September 25, 2019 at 10:27 am

The leader of the Labour Party Jeremy Corbyn attends a vigil organised by Muslim Welfare Center in front of the Finsbury Park underground station with the participation of local faith communities, representatives of NGO’s, for the victims of the terror attack on New Zealand mosques in north London, United Kingdom on 15 March, 2019 [Tayfun Salcı/Anadolu Agency]

Britain’s Labour Party leader Jeremy Corbyn has slammed Prime Minister Boris Johnson for saying that he might send British troops to Saudi Arabia in the confrontation with Iran.

“It really does beggar belief,” Corbyn told his party’s conference in Brighton yesterday, “that this week Boris Johnson is openly talking about sending troops to Saudi Arabia as part of the increasingly very dangerous confrontation between Saudi Arabia and Iran, in an apparent bid to appease Donald Trump. Have we learnt nothing?”

The Labour leader’s speech was brought forward by 24 hours following the Supreme Court ruling in London that Johnson’s proroguing of parliament was unlawful. Members of Parliament are due to resume their sitting in Westminster at 11.30 this morning.

Criticising British foreign policy for repeatedly making the “wrong call” on military intervention in the Middle East, Corbyn said that it spreads conflicts, rather than settles them. A Labour government, he insisted, would make sure that Britain would be a force for international justice and peace.
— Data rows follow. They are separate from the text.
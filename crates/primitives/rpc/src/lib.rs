//! Ethereum JSON-RPC shapes.
//!
//! Field names and hex conventions follow the Ethereum JSON-RPC API;
//! wallets and tooling depend on them exactly.

mod args;
mod bloom;
mod reply;

pub use args::*;
pub use bloom::*;
pub use reply::*;
use gp_convert::{bytes_to_hex, strip_0x};
use gp_rpc::EthArgs;

use crate::{EthRpcApiError, EthRpcResult, EthService};

/// Execute a message call against the ledger state without creating a
/// transaction
///
/// The chaincode is queried with the callee as function name and the call
/// data as single argument.
///
/// ### Returns
///
/// The return data of the call, `0x` prefixed.
pub async fn call(service: &EthService, args: &EthArgs) -> EthRpcResult<String> {
    let to = args.to().ok_or_else(|| EthRpcApiError::invalid_params("eth_call requires a `to` address"))?;
    let payload = service.query(strip_0x(to), vec![strip_0x(args.data()).as_bytes().to_vec()]).await?;
    Ok(bytes_to_hex(payload))
}
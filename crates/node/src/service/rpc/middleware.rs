//! JSON-RPC specific middleware.

use futures::future::{BoxFuture, FutureExt};
use jsonrpsee::server::middleware::rpc::RpcServiceT;

/// Logs every call on the `rpc_calls` target.
#[derive(Debug, Clone, Default)]
pub struct RpcMiddlewareLayerCalls;

impl<S> tower::Layer<S> for RpcMiddlewareLayerCalls {
    type Service = RpcMiddlewareServiceCalls<S>;

    fn layer(&self, inner: S) -> Self::Service {
        RpcMiddlewareServiceCalls { inner }
    }
}

#[derive(Debug, Clone)]
pub struct RpcMiddlewareServiceCalls<S> {
    inner: S,
}

impl<'a, S> RpcServiceT<'a> for RpcMiddlewareServiceCalls<S>
where
    S: Send + Sync + Clone + RpcServiceT<'a> + 'static,
{
    type Future = BoxFuture<'a, jsonrpsee::MethodResponse>;

    fn call(&self, req: jsonrpsee::types::Request<'a>) -> Self::Future {
        let inner = self.inner.clone();

        async move {
            let now = std::time::Instant::now();

            let rp = inner.call(req.clone()).await;

            let method = req.method_name();
            let status = rp.as_error_code().unwrap_or(200);
            let res_len = rp.as_result().len();
            let response_time = now.elapsed();

            tracing::info!(
                target: "rpc_calls",
                method = method,
                status = status,
                res_len = res_len,
                response_time = response_time.as_micros(),
                "{method} {status} {res_len} - {response_time:?}",
            );

            rp
        }
        .boxed()
    }
}

/// Rewrites Ethereum style method names (`eth_getCode`) into the lookup keys
/// of the method table (`eth.GetCode`).
#[derive(Debug, Clone)]
pub struct RpcMiddlewareServiceDispatch<S> {
    inner: S,
}

impl<S> RpcMiddlewareServiceDispatch<S> {
    pub fn new(inner: S) -> Self {
        Self { inner }
    }
}

impl<'a, S> RpcServiceT<'a> for RpcMiddlewareServiceDispatch<S>
where
    S: Send + Sync + Clone + RpcServiceT<'a> + 'static,
{
    type Future = BoxFuture<'a, jsonrpsee::MethodResponse>;

    fn call(&self, mut req: jsonrpsee::types::Request<'a>) -> Self::Future {
        let inner = self.inner.clone();

        async move {
            let Some(key) = gc_rpc::dispatch_key(req.method_name()) else {
                return jsonrpsee::MethodResponse::error(
                    req.id(),
                    jsonrpsee::types::ErrorObject::owned(
                        jsonrpsee::types::error::METHOD_NOT_FOUND_CODE,
                        jsonrpsee::types::error::METHOD_NOT_FOUND_MSG,
                        Some(req.method_name()),
                    ),
                );
            };

            tracing::debug!("Dispatching {} to {key}", req.method_name());
            req.method = jsonrpsee::core::Cow::from(key);

            inner.call(req).await
        }
        .boxed()
    }
}
//! Hex conventions shared by every layer of the gateway.
//!
//! Ethereum tooling expects `0x` prefixed lowercase hex everywhere, while the
//! ledger and its chaincode store the same values without a prefix. The
//! helpers in this crate are the only place where one form is turned into the
//! other.

mod fixed;
mod quantity;

pub use fixed::*;
pub use quantity::*;

/// Removes a leading `0x` if there is something after it.
///
/// A bare `"0x"` is returned unchanged, mirroring how the chaincode treats
/// empty hex values.
pub fn strip_0x(value: &str) -> &str {
    match value.strip_prefix("0x") {
        Some(stripped) if !stripped.is_empty() => stripped,
        _ => value,
    }
}

/// Prefixes `value` with `0x`.
pub fn with_0x(value: impl AsRef<str>) -> String {
    format!("0x{}", value.as_ref())
}

/// Hex-encodes raw bytes and prefixes the result with `0x`.
pub fn bytes_to_hex(bytes: impl AsRef<[u8]>) -> String {
    with_0x(hex::encode(bytes))
}

#[derive(thiserror::Error, Debug, Clone, PartialEq, Eq)]
pub enum HexError {
    #[error("expected {expected} hex characters, got {got} in {value:?}")]
    InvalidLength { expected: usize, got: usize, value: String },
    #[error("{0:?} is not valid hex")]
    InvalidHex(String),
    #[error("{0:?} is not a valid hex quantity")]
    InvalidQuantity(String),
}
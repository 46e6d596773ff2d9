use gp_convert::strip_0x;
use gp_rpc::EthArgs;

use crate::{EthRpcResult, EthService};

/// Submit a transaction to the ledger and wait for it to be committed
///
/// A missing `to` deploys the call data as a new contract: the chaincode is
/// invoked with the zero address as callee.
///
/// ### Returns
///
/// The ledger transaction id, unmodified. It doubles as the transaction hash
/// for every other method.
///
/// ### Errors
///
/// Fails when endorsement, ordering or commit fails.
pub async fn send_transaction(service: &EthService, args: &EthArgs) -> EthRpcResult<String> {
    let callee = match args.to() {
        Some(to) => strip_0x(to).to_owned(),
        None => EthService::zero_address(),
    };
    let invocation = service.execute(&callee, vec![strip_0x(args.data()).as_bytes().to_vec()]).await?;
    tracing::debug!("Transaction {} committed", invocation.transaction_id);
    Ok(invocation.transaction_id)
}

#[cfg(test)]
mod tests {
    use super::*;
    use crate::test_utils::{rpc_test_setup, TestLedger, BYTECODE, CONTRACT, ZERO_ADDRESS};
    use crate::EthRpcApiError;
    use assert_matches::assert_matches;
    use gc_ledger::{Invocation, LedgerError};
    use mockall::predicate::eq;
    use rstest::rstest;

    #[rstest]
    #[case::missing_to(None)]
    #[case::empty_to(Some(""))]
    #[tokio::test]
    async fn test_contract_creation_targets_zero_address(#[case] to: Option<&str>) {
        let mut ledger = TestLedger::new();
        ledger
            .expect_execute()
            .with(eq("evmcc"), eq(ZERO_ADDRESS), eq(vec![BYTECODE.as_bytes().to_vec()]))
            .times(1)
            .returning(|_, _, _| Ok(Invocation { transaction_id: "abcd".into(), payload: CONTRACT.into() }));
        let rpc = rpc_test_setup(ledger);

        let args = EthArgs { to: to.map(str::to_owned), data: Some(format!("0x{BYTECODE}")), ..Default::default() };
        assert_eq!(send_transaction(&rpc, &args).await.unwrap(), "abcd");
    }

    #[tokio::test]
    async fn test_invoke_existing_contract() {
        let mut ledger = TestLedger::new();
        ledger
            .expect_execute()
            .with(eq("evmcc"), eq(CONTRACT), eq(vec![b"a9059cbb".to_vec()]))
            .times(1)
            .returning(|_, _, _| Ok(Invocation { transaction_id: "0xnot-touched".into(), payload: vec![] }));
        let rpc = rpc_test_setup(ledger);

        let args = EthArgs { to: Some(format!("0x{CONTRACT}")), data: Some("a9059cbb".into()), ..Default::default() };
        assert_eq!(send_transaction(&rpc, &args).await.unwrap(), "0xnot-touched");
    }

    #[tokio::test]
    async fn test_execute_failure() {
        let mut ledger = TestLedger::new();
        ledger.expect_execute().returning(|_, _, _| Err(LedgerError::InvalidUrl("endorsement".into())));
        let rpc = rpc_test_setup(ledger);

        assert_matches!(send_transaction(&rpc, &EthArgs::default()).await, Err(EthRpcApiError::LedgerExecute(_)));
    }
}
“Real security doesn’t come from belligerent posturing or reckless military interventions. It comes from international cooperation and diplomacy, and addressing the root causes of the threats we all face.” The foreign policy of a Labour government, he explained, will be defined by the party’s commitment to human rights and international justice, not enthusiasm for foreign wars that fuel – rather than combat – terrorism and insecurity.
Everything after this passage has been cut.